This patch does two things to implement workingset protection.

- add new anonymous pages to inactive LRU list
- check two reference to activate

So, I think that the current subject is more descriptive for this patch.

> > In current implementation, newly created or swap-in anonymous page
> > is started on active list. Growing active list results in rebalancing
> > active/inactive list so old pages on active list are demoted to inactive
> > list. Hence, the page on active list isn't protected at all.
> >
> > Following is an example of this situation.
> >
> > Assume that 50 hot pages on active list. Numbers denote the number of
> > pages on active/inactive list (active | inactive).
> >
> > 1. 50 hot pages on active list
> > 50(h) | 0
> >
> > 2. workload: 50 newly created (used-once) pages
> > 50(uo) | 50(h)
> >
> > 3. workload: another 50 newly created (used-once) pages
> > 50(uo) | 50(uo), swap-out 50(h)
> >
> > This patch tries to fix this issue.
> > Like as file LRU, newly created or swap-in anonymous pages will be
> > inserted to the inactive list. They are promoted to active list if
> > enough reference happens. This simple modification changes the above
> > example as following.
> >
> > 1. 50 hot pages on active list
> > 50(h) | 0
> >
> > 2. workload: 50 newly created (used-once) pages
> > 50(h) | 50(uo)
> >
> > 3. workload: another 50 newly created (used-once) pages
> > 50(h) | 50(uo), swap-out 50(uo)
> >
> > As you can see, hot pages on active list would be protected.
> >
> > Note that, this implementation has a drawback that the page cannot
> > be promoted and will be swapped-out if re-access interval is greater than
> > the size of inactive list but less than the size of total(active+inactive).
> > To solve this potential issue, following patch will apply workingset
> > detection that is applied to file LRU some day before.
>
> detection similar to the one that's already applied to file LRU.

Will change!

> > v6: Before this patch, all anon pages (inactive + active) are considered
> > as workingset.
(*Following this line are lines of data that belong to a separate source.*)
/// Structured component id: kind plus a 1-based per-kind running index.
/// Indices are monotonic and never reused, even after deletion.
#[derive(
    serde::Deserialize, serde::Serialize, Debug, Clone, Copy, PartialEq, Eq, Hash, PartialOrd, Ord,
)]
pub struct ComponentId {
    pub kind: ComponentKind,
    pub index: u32,
}

impl ComponentId {
    pub fn new(kind: ComponentKind, index: u32) -> Self {
        Self { kind, index }
    }
}

impl Display for ComponentId {
    fn fmt(&self, f: &mut std::fmt::Formatter<'_>) -> std::fmt::Result {
        write!(f, "{}_{}", self.kind, self.index)
    }
}

/// A specific port on a component, addressed by template pin index. Pin 0 is
/// the letter A, pin 1 is B, and so on.
#[derive(
    serde::Deserialize, serde::Serialize, Debug, Clone, Copy, PartialEq, Eq, Hash, PartialOrd, Ord,
)]
pub struct PortId {
    pub component: ComponentId,
    pub pin: u8,
}

impl PortId {
    pub fn new(component: ComponentId, pin: u8) -> Self {
        Self { component, pin }
    }

    pub fn letter(self) -> char {
        (b'A' + self.pin) as char
    }
}

impl Display for PortId {
    fn fmt(&self, f: &mut std::fmt::Formatter<'_>) -> std::fmt::Result {
        write!(f, "{}${}", self.component, self.letter())
    }
}

#[derive(
    serde::Deserialize, serde::Serialize, Debug, Clone, Copy, PartialEq, Eq, Hash, PartialOrd, Ord,
)]
pub enum WireEnd {
    A,
    B,
}

/// One end of a wire; lifecycle tied 1:1 to the owning wire.
#[derive(
    serde::Deserialize, serde::Serialize, Debug, Clone, Copy, PartialEq, Eq, Hash, PartialOrd, Ord,
)]
pub struct EndpointId {
    pub wire: ComponentId,
    pub end: WireEnd,
}

impl Display for EndpointId {
    fn fmt(&self, f: &mut std::fmt::Formatter<'_>) -> std::fmt::Result {
        let end = match self.end {
            WireEnd::A => 'A',
            WireEnd::B => 'B',
        };
        write!(f, "{}${end}", self.wire)
    }
}

#[derive(serde::Deserialize, serde::Serialize, Debug, Clone, PartialEq)]
pub struct Component {
    pub id: ComponentId,
    pub kind: ComponentKind,
    pub pos: Pos2,
    pub selected: bool,
    pub ports: Vec<PortId>,
    pub value: Signal,
}

/// Connection point on a component. `endpoints` is kept as a list, but the
/// connection rules enforce at most one docked endpoint per port.
#[derive(serde::Deserialize, serde::Serialize, Debug, Clone, PartialEq)]
pub struct Port {
    pub id: PortId,
    pub parent: ComponentId,
    pub pos: Pos2,
    pub direction: PortDirection,
    pub connected: bool,
    pub endpoints: Vec<EndpointId>,
}
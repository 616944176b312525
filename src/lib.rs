//! Logic-circuit model and evaluation engine: a registry-backed circuit
//! graph (components, ports, wires, wire endpoints) kept in lockstep with a
//! dependency-ordered DAG that propagates tri-state signals.

#![warn(clippy::all, rust_2018_idioms)]

pub mod dag;
pub mod error;
pub mod graph;
pub mod templates;

pub use dag::{LogicDag, Signal};
pub use error::CircuitError;
pub use graph::CircuitGraph;
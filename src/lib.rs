pub mod batch;
pub mod cli;
pub mod compressor;
pub mod config;
pub mod engine;
pub mod error;
pub mod form;
#[cfg(feature = "gui")]
pub mod gui;
pub mod opener;
pub mod preset;
pub mod report;
pub mod util;
pub mod validate;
However, with this patch, only active pages are considered
> > as workingset. So, file refault formula which uses the number of all
> > anon pages is changed to use only the number of active anon pages.
>
> a "v6" note is more suitable for a diffstat area than commit log, but it's good
> to mention this so drop the 'v6:'?

Okay.

> > Acked-by: Johannes Weiner <[email protected]>
> > Signed-off-by: Joonsoo Kim <[email protected]>
>
> Acked-by: Vlastimil Babka <[email protected]>

Thanks!

> One more nit below.
>
> > --- a/mm/swap.c
> > +++ b/mm/swap.c
> > @@ -476,23 +476,24 @@ void lru_cache_add(struct page *page)
> > EXPORT_SYMBOL(lru_cache_add);
> >
> > /**
> > - * lru_cache_add_active_or_unevictable
> > + * lru_cache_add_inactive_or_unevictable
> > * @page: the page to be added to LRU
> > * @vma: vma in which page is mapped for determining reclaimability
> > *
> > - * Place @page on the active or unevictable LRU list, depending on its
> > + * Place @page on the inactive or unevictable LRU list, depending on its
> > * evictability. Note that if the page is not evictable, it goes
> > * directly back onto it's zone's unevictable list, it does NOT use a
> > * per cpu pagevec.
> > */
> > -void lru_cache_add_active_or_unevictable(struct page *page,
> > +void lru_cache_add_inactive_or_unevictable(struct page *page,
> > struct vm_area_struct *vma)
> > {
> > + bool unevictable;
> > +
> > VM_BUG_ON_PAGE(PageLRU(page), page);
> >
> > - if (likely((vma->vm_flags & (VM_LOCKED | VM_SPECIAL)) != VM_LOCKED))
> > - SetPageActive(page);
> > - else if (!TestSetPageMlocked(page)) {
> > + unevictable = (vma->vm_flags & (VM_LOCKED | VM_SPECIAL)) == VM_LOCKED;
> > + if (unevictable && !TestSetPageMlocked(page)) {
>
> I guess this could be "if (unlikely(unevictable) && ..." to match the previous
> if (likely(evictable)) else ...

I will fix it, too.

Thanks.

2020-07-03 00:52:41

by Joonsoo Kim

[permalink] [raw]
Subject: Re: [PATCH v6 3/6] mm/workingset: extend the workingset detection for anon LRU

2020년 7월 2일 (목) 오전 6:25, Vlastimil Babka <[email protected]>님이 작성:
>
> On 6/17/20 7:26 AM, [email protected] wrote:
> > From: Joonsoo Kim <[email protected]>
>
> Hi,
>
> I would adjust the subject, as it sounds like the patch does the whole
> workingset detection, not just preparation.
> How about:
>
> mm/workingset: prepare the workingset infrastructure for anon LRU

Looks good. I will use it.

> > In the following patch, workingset detection will be applied to
> > anonymous LRU. To prepare it, this patch adds some code to
> > distinguish/handle the both LRUs.
>
> How about:
> To prepare for this, this patch splits workingset event counters for refault,
> activate and restore into anon and file variants, as well as the refaults
> counter in struct lruvec.

Will do.

> > v6: do not introduce a new nonresident_age for anon LRU since
> > we need to use *unified* nonresident_age to implement workingset
> > detection for anon LRU.
>
> Again, v6 update info shouldn't go to changelog. In this case I think it doesn't
> need mentioning at all, at least not in this patch.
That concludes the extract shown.